I have decided to give trading a go but wont have the time until probably October this year. I have looked at tradestation and can get a free trial if I open an account and deposit a few dollars with them, I need to clarify this in greater detail.

 

Then intention is to set this up and then try .....try to learn easylanguage over the coming months!!! :unsure:

 

 

Should be interesting to say the least! :blink:

 

Regards

 

ML

 

Good on you. I would advise you to start trading on a sim account at least to begin with for a few months. I also post on another forum that is specifically for traders www.bigmiketrading.com. It's a very good site dealing with many different aspects of the business, I suggest you check it out.

 

The majority lose at futures trading I think because they approach what is a business environment with a gambler's mindset (Think working man going into a bookmakers = fatal outcome). The amateurs provide the profits for the professionals.

 

Think about who you are aiming to take money from in the market. For me it's these people with the gambling mindset, that are unlikely to consider such things as correlations with other markets. These are the people that are the last into a trend you know, that sort of thing, the people that get caught long just as the market turns.

 

------------------------------------------------------------------------

 

The following is "borrowed" from a thread on the aforementioned website, interesting reading...;

 

"Top 50 Reasons Why Futures Traders Lose Money

A list of the fifty most common reasons why most futures traders lose money.

We surveyed more than a thousand experienced futures brokers and asked what, in their experience, caused most futures traders to lose money. These account executives represent the trading experience of more than 20,000 futures traders. In addition, most of these Account Executives (AEs) have also traded or are currently trading for themselves. Their answers are not summarized because different traders make (and lose) money for different reasons. Perhaps you may recognize some of your strengths and weaknesses. Yet, many of the reasons given are very similar from broker to broker and client to client. The repetitions stand to demonstrate that, alas, many futures traders lose money for many of the same reasons. Perhaps these statements from experienced brokers can make a contribution to you, who make this sometimes fickle, often intricate, always interesting marketplace of futures trading possible. Here is what they said:

 

Many futures traders trade without a plan. They do not define specific risk and profit objectives before trading. Even if they establish a plan, they "second guess" it and don't stick to it, particularly if the trade is a loss. Consequently, they overtrade and use their equity to the limit (are undercapitalized), which puts them in a squeeze and forces them to liquidate positions.

Usually they liquidate the good trades and keep the bad ones. Many traders don't realize the news they hear and read has, in many cases, already been discounted by the market.

After several profitable trades, many speculators become wild and unconservative. They base their trades on hunches and long shots, rather than sound fundamental and technical reasoning, or put their money into one deal that "can't fail."
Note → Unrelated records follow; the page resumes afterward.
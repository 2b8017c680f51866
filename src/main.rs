//! Bridge Ledger node
//!
//! Runs a single bridge endpoint with in-memory custody behind an HTTP API,
//! logging every emitted event for an external relayer or validator.

use anyhow::Result;
use std::sync::Arc;
use tokio::signal;
use tracing::{error, info};

use bridge_ledger::config::Settings;
use bridge_ledger::metrics::MetricsServer;
use bridge_ledger::{api, Bridge, InMemoryCustody};

#[tokio::main]
async fn main() -> Result<()> {
    // Initialize logging
    init_logging();

    info!("Starting Bridge Ledger v{}", env!("CARGO_PKG_VERSION"));

    // Load configuration
    let settings = Settings::load()?;
    info!(
        "Loaded configuration for chain {} with {} destination chains",
        settings.bridge.chain_id,
        settings.bridge.enabled_chains.len()
    );

    let custody = Arc::new(InMemoryCustody::with_balances(settings.genesis_balances())?);
    info!(
        "Custody seeded with {} genesis balances",
        settings.custody.genesis.len()
    );

    let bridge = Arc::new(Bridge::from_config(&settings.bridge, custody).await?);
    info!(
        "Bridge initialized (validator {:?}, admin {:?})",
        bridge.validator(),
        bridge.admin()
    );

    // Start API server
    let api_handle = tokio::spawn({
        let config = settings.api.clone();
        let bridge = bridge.clone();
        async move {
            if let Err(e) = api::run_server(config, bridge).await {
                error!("API server error: {}", e);
            }
        }
    });

    // Start metrics server
    let metrics_handle = if settings.metrics.enabled {
        let server = MetricsServer::new(settings.metrics.port);
        Some(tokio::spawn(async move {
            if let Err(e) = server.run().await {
                error!("Metrics server error: {}", e);
            }
        }))
    } else {
        None
    };

    // Surface events for relayers tailing the log
    let event_handle = tokio::spawn({
        let mut events = bridge.subscribe();
        async move {
            loop {
                match events.recv().await {
                    Ok(recorded) => {
                        info!(
                            event = recorded.event.name(),
                            sequence = recorded.sequence,
                            "{}",
                            serde_json::to_string(&recorded.event).unwrap_or_default()
                        );
                    }
                    Err(tokio::sync::broadcast::error::RecvError::Lagged(skipped)) => {
                        error!("Event logger lagged, skipped {} events", skipped);
                    }
                    Err(tokio::sync::broadcast::error::RecvError::Closed) => break,
                }
            }
        }
    });

    info!("Bridge Ledger is running");
    info!("API server: http://{}:{}", settings.api.host, settings.api.port);
    if settings.metrics.enabled {
        info!("Metrics: http://0.0.0.0:{}/metrics", settings.metrics.port);
    }

    // Wait for shutdown signal
    shutdown_signal().await;

    info!("Shutdown signal received, stopping...");

    api_handle.abort();
    event_handle.abort();
    if let Some(h) = metrics_handle {
        h.abort();
    }

    info!("Bridge Ledger stopped");
    Ok(())
}

fn init_logging() {
    use tracing_subscriber::{fmt, prelude::*, EnvFilter};

    let filter = EnvFilter::try_from_default_env()
        .unwrap_or_else(|_| EnvFilter::new("info,bridge_ledger=debug,hyper=warn"));

    tracing_subscriber::registry()
        .with(filter)
        .with(fmt::layer().with_target(true).with_thread_ids(true))
        .init();
}

async fn shutdown_signal() {
    let ctrl_c = async {
        signal::ctrl_c()
            .await
            .expect("Failed to install Ctrl+C handler");
    };

    #[cfg(unix)]
    let terminate = async {
        signal::unix::signal(signal::unix::SignalKind::terminate())
            .expect("Failed to install signal handler")
            .recv()
            .await;
    };

    #[cfg(not(unix))]
    let terminate = std::future::pending::<()>();

    tokio::select! {
        _ = ctrl_c => {},
        _ = terminate => {},
    }
}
Traders often try to carry too big a position with too little capital, and trade too frequently for the size of the account.

Some traders try to "beat the market" by day-trading, nervous scalping, and getting greedy.

They fail to pre-define risk, add to a losing position, and fail to use stops.

They frequently have a directional bias; for example, always wanting to be long.

Lack of experience in the market causes many traders to become emotionally and/or financially committed to one trade, and unwilling or unable to take a loss. They may be unable to admit they have made a mistake, or they look at the market in too short a timeframe.

They overtrade.

Many traders can't (or don't) take the small losses. They often stick with a loser until it really hurts, then take the loss. This is an undisciplined approach...a trader needs to develop and stick with a system.

Many traders get a fundamental case and hang onto it, even after the market technically turns. Only believe fundamentals as long as the technical signals follow. Both must agree.

Many traders break a cardinal rule: "Cut losses short. Let profits run."

Many people trade with their hearts instead of their heads. For some traders, adversity (or success) distorts judgment. That’s why they should have a plan first, and stick to it.

Often traders have bad timing, and not enough capital to survive the shake out.

Too many traders perceive futures markets as an intuitive arena. The inability to distinguish between price fluctuations which reflect a fundamental change and those which represent an interim change often causes losses.

Not following a disciplined trading program leads to accepting large losses and small profits. Many traders do not define offensive and defensive plans when an initial position is taken.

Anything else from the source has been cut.